#### [Brief]
Show each line of the entries below in which the word "items" appears.

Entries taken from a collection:
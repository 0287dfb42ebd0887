//! Cashback Adapters
//!
//! Turns loosely structured supplier payloads into the standard activity
//! model. One adapter exists per supplier and platform pair; all of them share
//! list unwrapping, field alias resolution and display formatting.
//!
//! # Example
//!
//! ```
//! use cashback_adapters::{create_ztk_adapter, AdapterContext, Platform};
//! use serde_json::json;
//!
//! let adapter = create_ztk_adapter(Platform::Meituan);
//! let payload = json!({"data": {"list": [{"activity_id": "9", "title": "X"}]}});
//! let items = adapter.normalize_list(&payload, &AdapterContext::new("trace")).unwrap();
//! assert_eq!(items[0].id, "9");
//! ```

pub mod adapter;
pub mod context;
pub mod error;
pub mod format;
pub mod models;
pub mod normalize;
pub mod ztk;

pub use adapter::{ActivityAdapter, DetailSource};
pub use context::AdapterContext;
pub use error::{AdapterError, Result};
pub use models::{
    ActivityStatus, ExtraField, LinkType, LinkVariant, Platform, QrCode, RawActivity,
    StandardActivityDetail, StandardActivitySummary,
};
pub use ztk::{create_ztk_adapter, ZtkDouyinAdapter, ZtkElemeAdapter, ZtkMeituanAdapter};
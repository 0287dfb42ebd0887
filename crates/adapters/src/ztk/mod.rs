//! Adapters for the Zhetaoke (折淘客) supplier.

mod douyin;
mod eleme;
mod meituan;

use std::sync::Arc;

pub use douyin::{link_types as douyin_link_types, ZtkDouyinAdapter};
pub use eleme::ZtkElemeAdapter;
pub use meituan::ZtkMeituanAdapter;

use crate::adapter::ActivityAdapter;
use crate::models::Platform;

/// Returns the Zhetaoke adapter for `platform`.
pub fn create_ztk_adapter(platform: Platform) -> Arc<dyn ActivityAdapter> {
    match platform {
        Platform::Meituan => Arc::new(ZtkMeituanAdapter::new()),
        Platform::Eleme => Arc::new(ZtkElemeAdapter::new()),
        Platform::Douyin => Arc::new(ZtkDouyinAdapter::new()),
    }
}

#### [Exercise solution]
//! let items = adapter.normalize_list(&payload, &AdapterContext::new("trace")).unwrap();
//! assert_eq!(items[0].id, "9");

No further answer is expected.